The sensory organ for hearing is the Organ of Corti, named after the Italian anatomist Alfonso Corti, who discovered it using a microscope in 1851. The Organ of Corti is internal to the cochlea, and contains about 15,000 - 20,000 specialized sensory cells, each with a little hair capable of picking up minute vibrations in the cochlear fluid. If destroyed by loud sounds, these hairs never grow back. Different hairs are specialized to detecting sounds at various frequencies, and turn them into nerve signals to be sent to the brain. Also in the cochlea is a triad of fluid-filled loops oriented in the vertical, diagonal, and horizontal directions, which help give us a sense of balance.


Vision sense 

Everything you look at is then sent to your brain for processing and storage much like a video cassette. This is a very simplified explanation, but as you read on, you will discover why the sense of sight is actually considered the most complex of the five senses.

The light rays enter the eye through the cornea, which is a thick, transparent protective layer on the surface of your eye.
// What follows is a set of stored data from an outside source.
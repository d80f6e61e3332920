// Note representation for the sequencer
// A recorded note is a grid key with a start beat and a duration

use serde::{Deserialize, Serialize};
use std::fmt;

/// Default length of a recorded note, in beats (one quarter-beat)
pub const DEFAULT_NOTE_BEATS: f64 = 0.25;

/// Playable position on the instrument grid
///
/// This is the pitch-key used throughout the engine: it identifies *where*
/// a note is played, not which musical note it currently resolves to
/// (see [`crate::grid::GridLayout`] for that mapping).
///
/// Ordering is by column first, then row, which is also the strum order.
#[derive(
    Debug, Clone, Copy, PartialEq, Eq, Hash, PartialOrd, Ord, Serialize, Deserialize,
)]
pub struct GridKey {
    /// Column (left to right)
    pub x: u16,
    /// Row (bottom to top)
    pub y: u16,
}

impl GridKey {
    pub fn new(x: u16, y: u16) -> Self {
        Self { x, y }
    }
}

impl fmt::Display for GridKey {
    fn fmt(&self, f: &mut fmt::Formatter<'_>) -> fmt::Result {
        write!(f, "({}, {})", self.x, self.y)
    }
}

/// A note captured by the recorder
///
/// Notes are never mutated after creation; the recorder only appends.
#[derive(Debug, Clone, Copy, PartialEq, Serialize, Deserialize)]
pub struct RecordedNote {
    pub key: GridKey,

    /// Start position in beats from the loop start
    pub start_beat: f64,

    /// Duration in beats
    pub duration: f64,
}

impl RecordedNote {
    pub fn new(key: GridKey, start_beat: f64, duration: f64) -> Self {
        Self {
            key,
            start_beat,
            duration,
        }
    }

    /// End of the note in beats (exclusive)
    pub fn end_beat(&self) -> f64 {
        self.start_beat + self.duration
    }

    /// Check if this note sounds at the given beat position
    ///
    /// The interval is half-open: `[start_beat, start_beat + duration)`.
    /// A zero-duration note therefore never sounds.
    pub fn contains_beat(&self, beat: f64) -> bool {
        beat >= self.start_beat && beat < self.end_beat()
    }
}
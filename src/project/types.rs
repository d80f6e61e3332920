// Types for chord palette persistence
// Plain records handed to the storage layer; no I/O happens here

use serde::{Deserialize, Serialize};

/// Format version written with every saved chord bank
#[derive(Debug, Clone, Copy, Serialize, Deserialize, PartialEq, Eq)]
pub struct FormatVersion {
    pub major: u32,
    pub minor: u32,
}

impl FormatVersion {
    pub fn current() -> Self {
        Self { major: 1, minor: 0 }
    }
}

impl Default for FormatVersion {
    fn default() -> Self {
        Self::current()
    }
}

impl std::fmt::Display for FormatVersion {
    fn fmt(&self, f: &mut std::fmt::Formatter<'_>) -> std::fmt::Result {
        write!(f, "{}.{}", self.major, self.minor)
    }
}

/// One key of a saved chord
///
/// The note name and octave are stored next to the grid coordinate so that
/// a saved chord stays readable even if the grid layout changes later.
#[derive(Debug, Clone, PartialEq, Eq, Serialize, Deserialize)]
#[serde(rename_all = "camelCase")]
pub struct ChordKeyRecord {
    pub x: u16,
    pub y: u16,
    pub note_name: String,
    pub octave: i8,
}

/// A saved chord slot: `{ name, keys: [{ x, y, noteName, octave }] }`
#[derive(Debug, Clone, PartialEq, Eq, Serialize, Deserialize)]
pub struct ChordSlotRecord {
    pub name: String,
    pub keys: Vec<ChordKeyRecord>,
}

/// The whole chord palette; empty slots are `None`
#[derive(Debug, Clone, PartialEq, Eq, Serialize, Deserialize)]
pub struct ChordBankRecord {
    #[serde(default)]
    pub version: FormatVersion,
    pub slots: Vec<Option<ChordSlotRecord>>,
}
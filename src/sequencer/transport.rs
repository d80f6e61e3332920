// Transport - Playback control and playhead advancement
// Dead-reckons the playhead between ticks, resyncs to the audio clock on start and wrap

use std::fmt;

use super::timeline::TempoConfig;
use super::EngineResult;

/// Transport state as shown to the user
#[derive(Debug, Clone, Copy, PartialEq, Eq, Default)]
pub enum TransportState {
    #[default]
    Stopped,
    Playing,
    Recording,
    /// Stopped away from the loop start; `start` resumes from the playhead
    Paused,
}

impl fmt::Display for TransportState {
    fn fmt(&self, f: &mut fmt::Formatter<'_>) -> fmt::Result {
        let label = match self {
            TransportState::Stopped => "stopped",
            TransportState::Playing => "playing",
            TransportState::Recording => "recording",
            TransportState::Paused => "paused",
        };
        f.write_str(label)
    }
}

/// Playback state owned by the transport
#[derive(Debug, Clone, PartialEq)]
pub struct PlaybackState {
    pub is_playing: bool,
    /// Record arm; notes are only captured while also playing
    pub is_recording: bool,
    pub metronome_enabled: bool,
    /// Playhead in pixels, always in [0, total_width)
    pub playhead_position: f64,
    /// Clock reading that corresponds to playhead 0 in the current run
    pub audio_anchor_time: f64,
    /// Last beat seen by the metronome (-1 = none yet)
    pub last_beat_index: i64,
}

impl PlaybackState {
    /// User-facing transport state
    pub fn transport_state(&self) -> TransportState {
        match (self.is_playing, self.is_recording) {
            (true, true) => TransportState::Recording,
            (true, false) => TransportState::Playing,
            (false, _) if self.playhead_position > 0.0 => TransportState::Paused,
            (false, _) => TransportState::Stopped,
        }
    }
}

impl Default for PlaybackState {
    fn default() -> Self {
        Self {
            is_playing: false,
            is_recording: false,
            metronome_enabled: false,
            playhead_position: 0.0,
            audio_anchor_time: 0.0,
            last_beat_index: -1,
        }
    }
}

/// Result of one transport tick
#[derive(Debug, Clone, Copy, PartialEq, Eq)]
pub enum TickOutcome {
    /// Transport is not playing, nothing moved
    Idle,
    /// Playhead moved forward (possibly by zero)
    Advanced,
    /// Playhead reached the loop end and restarted at 0
    Wrapped,
}

/// Transport controller
///
/// The audio clock is the source of truth only at transitions: `start`
/// and loop wrap set the anchor. In between, the playhead advances by the
/// wall-time delta between ticks, which keeps motion smooth even when a
/// clock read is late.
pub struct Transport {
    tempo: TempoConfig,
    state: PlaybackState,
    /// Clock reading of the previous tick (delta timer)
    last_tick_time: f64,
}

impl Transport {
    /// Create a stopped transport at position 0
    pub fn new(tempo: TempoConfig) -> EngineResult<Self> {
        tempo.validate()?;
        Ok(Self {
            tempo,
            state: PlaybackState::default(),
            last_tick_time: 0.0,
        })
    }

    pub fn tempo(&self) -> &TempoConfig {
        &self.tempo
    }

    pub fn state(&self) -> &PlaybackState {
        &self.state
    }

    pub(crate) fn state_mut(&mut self) -> &mut PlaybackState {
        &mut self.state
    }

    pub fn is_playing(&self) -> bool {
        self.state.is_playing
    }

    pub fn playhead_position(&self) -> f64 {
        self.state.playhead_position
    }

    /// Playhead position in beats
    pub fn position_beats(&self) -> f64 {
        self.tempo.pixels_to_beats(self.state.playhead_position)
    }

    /// 1-based (bar, beat) of the playhead
    pub fn bar_and_beat(&self) -> (u32, u32) {
        self.tempo.pixels_to_bar_beat(self.state.playhead_position)
    }

    /// Start playback from the current playhead
    ///
    /// Returns `false` (and does nothing) if already playing.
    pub fn start(&mut self, clock_now: f64) -> bool {
        if self.state.is_playing {
            return false;
        }

        let elapsed = self
            .tempo
            .beats_to_seconds(self.tempo.pixels_to_beats(self.state.playhead_position));

        self.state.is_playing = true;
        self.state.audio_anchor_time = clock_now - elapsed;
        self.state.last_beat_index = -1;
        self.last_tick_time = clock_now;
        true
    }

    /// Stop playback, keeping the playhead where it is
    ///
    /// Returns `false` if the transport was not playing.
    pub fn stop(&mut self) -> bool {
        let was_playing = self.state.is_playing;
        self.state.is_playing = false;
        was_playing
    }

    /// Advance the playhead to the given clock reading
    pub fn tick(&mut self, now: f64) -> TickOutcome {
        if !self.state.is_playing {
            return TickOutcome::Idle;
        }

        let elapsed_ms = (now - self.last_tick_time).max(0.0) * 1000.0;
        self.last_tick_time = self.last_tick_time.max(now);

        self.state.playhead_position += elapsed_ms * self.tempo.pixels_per_millisecond();

        if self.state.playhead_position >= self.tempo.total_width() {
            // Wrap is the only resync point while playing
            self.state.playhead_position = 0.0;
            self.state.audio_anchor_time = now;
            return TickOutcome::Wrapped;
        }

        TickOutcome::Advanced
    }

    /// Move the playhead to a 1-based bar and beat
    ///
    /// Out-of-range values are clamped into the loop. Play state is left
    /// unchanged; while playing, the anchor follows the new position so that
    /// recording stays aligned.
    pub fn jump_to(&mut self, bar: u32, beat: u32) {
        let position = self.tempo.bar_beat_to_pixels(bar, beat);
        self.state.playhead_position = position;

        if self.state.is_playing {
            let elapsed = self
                .tempo
                .beats_to_seconds(self.tempo.pixels_to_beats(position));
            self.state.audio_anchor_time = self.last_tick_time - elapsed;
        }
    }

    /// Beat position of a clock reading, measured from the anchor
    pub fn beat_at(&self, now: f64) -> f64 {
        self.tempo
            .seconds_to_beats(now - self.state.audio_anchor_time)
    }

    pub fn set_recording(&mut self, recording: bool) {
        self.state.is_recording = recording;
    }

    pub fn set_metronome_enabled(&mut self, enabled: bool) {
        self.state.metronome_enabled = enabled;
    }
}
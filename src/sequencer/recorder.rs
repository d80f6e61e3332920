// Recorder - Captures key presses as notes while the loop is playing
// Timing comes from the clock reading of the key event, not from the playhead

use crate::sequencer::note::{GridKey, RecordedNote, DEFAULT_NOTE_BEATS};
use crate::sequencer::transport::Transport;

/// Loop recorder
///
/// Notes are appended in the order they were played and never edited.
pub struct NoteRecorder {
    notes: Vec<RecordedNote>,
    note_duration: f64,
}

impl NoteRecorder {
    pub fn new() -> Self {
        Self::with_note_duration(DEFAULT_NOTE_BEATS)
    }

    /// Recorder whose notes last `note_duration` beats
    pub fn with_note_duration(note_duration: f64) -> Self {
        Self {
            notes: Vec::new(),
            note_duration,
        }
    }

    /// Record a key event at clock time `now`
    ///
    /// Does nothing unless the transport is both recording and playing.
    /// The start beat is measured from the transport's anchor and folded
    /// into the loop, so an event that lands between the loop end and the
    /// wrapping tick is stored at the loop start instead of past the end.
    pub fn record(
        &mut self,
        transport: &Transport,
        key: GridKey,
        now: f64,
    ) -> Option<RecordedNote> {
        let state = transport.state();
        if !(state.is_recording && state.is_playing) {
            return None;
        }

        let total_beats = transport.tempo().total_beats();
        let start_beat = transport.beat_at(now).rem_euclid(total_beats);
        let note = RecordedNote::new(key, start_beat, self.note_duration);
        self.notes.push(note);

        log::debug!("recorded {} at beat {:.3}", key, start_beat);
        Some(note)
    }

    pub fn notes(&self) -> &[RecordedNote] {
        &self.notes
    }

    pub fn note_count(&self) -> usize {
        self.notes.len()
    }

    pub fn is_empty(&self) -> bool {
        self.notes.is_empty()
    }

    pub fn clear(&mut self) {
        self.notes.clear();
    }
}

impl Default for NoteRecorder {
    fn default() -> Self {
        Self::new()
    }
}

#[cfg(test)]
mod tests {
    use super::*;
    use crate::sequencer::timeline::TempoConfig;
    use approx::assert_relative_eq;

    fn recording_transport(anchor: f64) -> Transport {
        let mut transport = Transport::new(TempoConfig::default()).unwrap();
        transport.set_recording(true);
        transport.start(anchor);
        transport
    }

    #[test]
    fn test_basic_recording() {
        let transport = recording_transport(5.0);
        let mut recorder = NoteRecorder::new();

        // One second after the anchor at 120 BPM = beat 2
        let note = recorder
            .record(&transport, GridKey::new(4, 1), 6.0)
            .unwrap();

        assert_relative_eq!(note.start_beat, 2.0, epsilon = 1e-9);
        assert_eq!(note.duration, DEFAULT_NOTE_BEATS);
        assert_eq!(recorder.note_count(), 1);
    }

    #[test]
    fn test_requires_recording_and_playing() {
        let mut transport = Transport::new(TempoConfig::default()).unwrap();
        let mut recorder = NoteRecorder::new();

        // Playing but not armed
        transport.start(0.0);
        assert!(recorder.record(&transport, GridKey::new(0, 0), 1.0).is_none());

        // Armed but stopped
        transport.stop();
        transport.set_recording(true);
        assert!(recorder.record(&transport, GridKey::new(0, 0), 1.0).is_none());

        assert!(recorder.is_empty());
    }

    #[test]
    fn test_insertion_order_is_kept() {
        let transport = recording_transport(0.0);
        let mut recorder = NoteRecorder::new();

        recorder.record(&transport, GridKey::new(1, 0), 2.0);
        recorder.record(&transport, GridKey::new(2, 0), 0.5);
        recorder.record(&transport, GridKey::new(1, 0), 2.0);

        let keys: Vec<u16> = recorder.notes().iter().map(|n| n.key.x).collect();
        assert_eq!(keys, vec![1, 2, 1]);
    }

    #[test]
    fn test_event_past_loop_end_folds_to_start() {
        let transport = recording_transport(0.0);
        let mut recorder = NoteRecorder::new();

        // Loop is 16 beats = 8 seconds; 8.25s is beat 16.5 -> 0.5
        let note = recorder
            .record(&transport, GridKey::new(0, 0), 8.25)
            .unwrap();
        assert_relative_eq!(note.start_beat, 0.5, epsilon = 1e-9);
    }

    #[test]
    fn test_clear() {
        let transport = recording_transport(0.0);
        let mut recorder = NoteRecorder::with_note_duration(1.0);
        recorder.record(&transport, GridKey::new(0, 0), 0.1);
        assert_eq!(recorder.notes()[0].duration, 1.0);

        recorder.clear();
        assert!(recorder.is_empty());
    }
}
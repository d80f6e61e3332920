// Lock-free command channel

use crate::messaging::command::VoiceCommand;
use ringbuf::{HeapRb, traits::Split};

pub type CommandProducer = ringbuf::HeapProd<VoiceCommand>;
pub type CommandConsumer = ringbuf::HeapCons<VoiceCommand>;

pub fn create_command_channel(capacity: usize) -> (CommandProducer, CommandConsumer) {
    let rb = HeapRb::<VoiceCommand>::new(capacity);
    rb.split()
}
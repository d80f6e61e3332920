// Serialization utilities for chord palette persistence

use crate::project::ProjectError;
use crate::project::types::{ChordBankRecord, ChordSlotRecord, FormatVersion};

/// Serialize a chord bank to pretty JSON
pub fn bank_to_json(record: &ChordBankRecord) -> Result<String, ProjectError> {
    Ok(serde_json::to_string_pretty(record)?)
}

/// Deserialize a chord bank from JSON, checking the format version
pub fn bank_from_json(json_data: &str) -> Result<ChordBankRecord, ProjectError> {
    let record: ChordBankRecord = serde_json::from_str(json_data)?;
    if record.version.major != FormatVersion::current().major {
        return Err(ProjectError::UnsupportedVersion(record.version.to_string()));
    }
    Ok(record)
}

/// Serialize a single chord slot to JSON
pub fn slot_to_json(record: &ChordSlotRecord) -> Result<String, ProjectError> {
    Ok(serde_json::to_string(record)?)
}

/// Deserialize a single chord slot from JSON
pub fn slot_from_json(json_data: &str) -> Result<ChordSlotRecord, ProjectError> {
    Ok(serde_json::from_str(json_data)?)
}
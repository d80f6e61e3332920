// Scheduler - Cancellable deferred actions for the control loop
// Replaces fire-and-forget timers: every task has an id and a group

/// Identifier of a scheduled task
pub type TaskId = u64;

/// Identifier shared by tasks that can be cancelled together
pub type GroupId = u64;

#[derive(Debug)]
struct ScheduledTask<A> {
    id: TaskId,
    group: GroupId,
    fire_at: f64,
    action: A,
}

/// Time-ordered queue of deferred actions
///
/// Nothing runs on its own: the control loop calls [`TaskScheduler::take_due`]
/// with the current clock reading and executes what it gets back, in fire
/// time order (ties in scheduling order). The queue is expected to stay
/// small (a few chord strums in flight), so a flat vector is enough.
#[derive(Debug)]
pub struct TaskScheduler<A> {
    tasks: Vec<ScheduledTask<A>>,
    next_id: TaskId,
}

impl<A> TaskScheduler<A> {
    pub fn new() -> Self {
        Self {
            tasks: Vec::new(),
            next_id: 1,
        }
    }

    /// Schedule `action` to run at clock time `fire_at`
    pub fn schedule(&mut self, fire_at: f64, group: GroupId, action: A) -> TaskId {
        let id = self.next_id;
        self.next_id += 1;
        self.tasks.push(ScheduledTask {
            id,
            group,
            fire_at,
            action,
        });
        id
    }

    /// Cancel one task; returns its action if it was still pending
    pub fn cancel(&mut self, id: TaskId) -> Option<A> {
        let index = self.tasks.iter().position(|t| t.id == id)?;
        Some(self.tasks.remove(index).action)
    }

    /// Cancel every pending task of a group, returning their actions
    pub fn cancel_group(&mut self, group: GroupId) -> Vec<A> {
        let (cancelled, kept): (Vec<_>, Vec<_>) = std::mem::take(&mut self.tasks)
            .into_iter()
            .partition(|t| t.group == group);
        self.tasks = kept;
        cancelled.into_iter().map(|t| t.action).collect()
    }

    /// Cancel everything
    pub fn cancel_all(&mut self) -> Vec<A> {
        self.tasks.drain(..).map(|t| t.action).collect()
    }

    /// Remove and return every task due at `now`, in execution order
    pub fn take_due(&mut self, now: f64) -> Vec<(TaskId, A)> {
        let (mut due, kept): (Vec<_>, Vec<_>) = std::mem::take(&mut self.tasks)
            .into_iter()
            .partition(|t| t.fire_at <= now);
        self.tasks = kept;

        due.sort_by(|a, b| a.fire_at.total_cmp(&b.fire_at).then(a.id.cmp(&b.id)));
        due.into_iter().map(|t| (t.id, t.action)).collect()
    }

    /// Check if a group still has pending tasks
    pub fn has_group(&self, group: GroupId) -> bool {
        self.tasks.iter().any(|t| t.group == group)
    }

    /// Earliest pending fire time
    pub fn next_fire_time(&self) -> Option<f64> {
        self.tasks
            .iter()
            .map(|t| t.fire_at)
            .min_by(|a, b| a.total_cmp(b))
    }

    pub fn pending_count(&self) -> usize {
        self.tasks.len()
    }

    pub fn is_empty(&self) -> bool {
        self.tasks.is_empty()
    }
}

impl<A> Default for TaskScheduler<A> {
    fn default() -> Self {
        Self::new()
    }
}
Then the light rays pass through the pupil  and into the lens.
When light rays pass through your pupil, the muscle called the iris makes the size of the pupil change depending on the amount of light that's available. You may have noticed this with your own eye if you have looked at it closely in a mirror. If there is too much light, your pupil will shrink to limit the number of light rays that enter. Likewise, if there is very little light available, the pupil will enlarge to let in as many light rays as it can. 

Just behind the pupil is the lens and it focuses the image through a jelly-like substance called the vitreous humor onto the back surface of the eyeball, called the retina.

The retina, which is the size of your thumbnail, is filled with approximately 150 million light-sensitive cells called rods and cones. Rods identify shapes and work best in dim light. Cones on the other hand, identify color and work best in bright light. Both of these types of cells then send the information to the brain by way of the optic nerve. The amazing thing is, when they send the image to the brain, the image is upside down! It is the brain's job to turn the image rightside up and then tell you what you are looking at. The brain does this in a specific place called the visual cortex.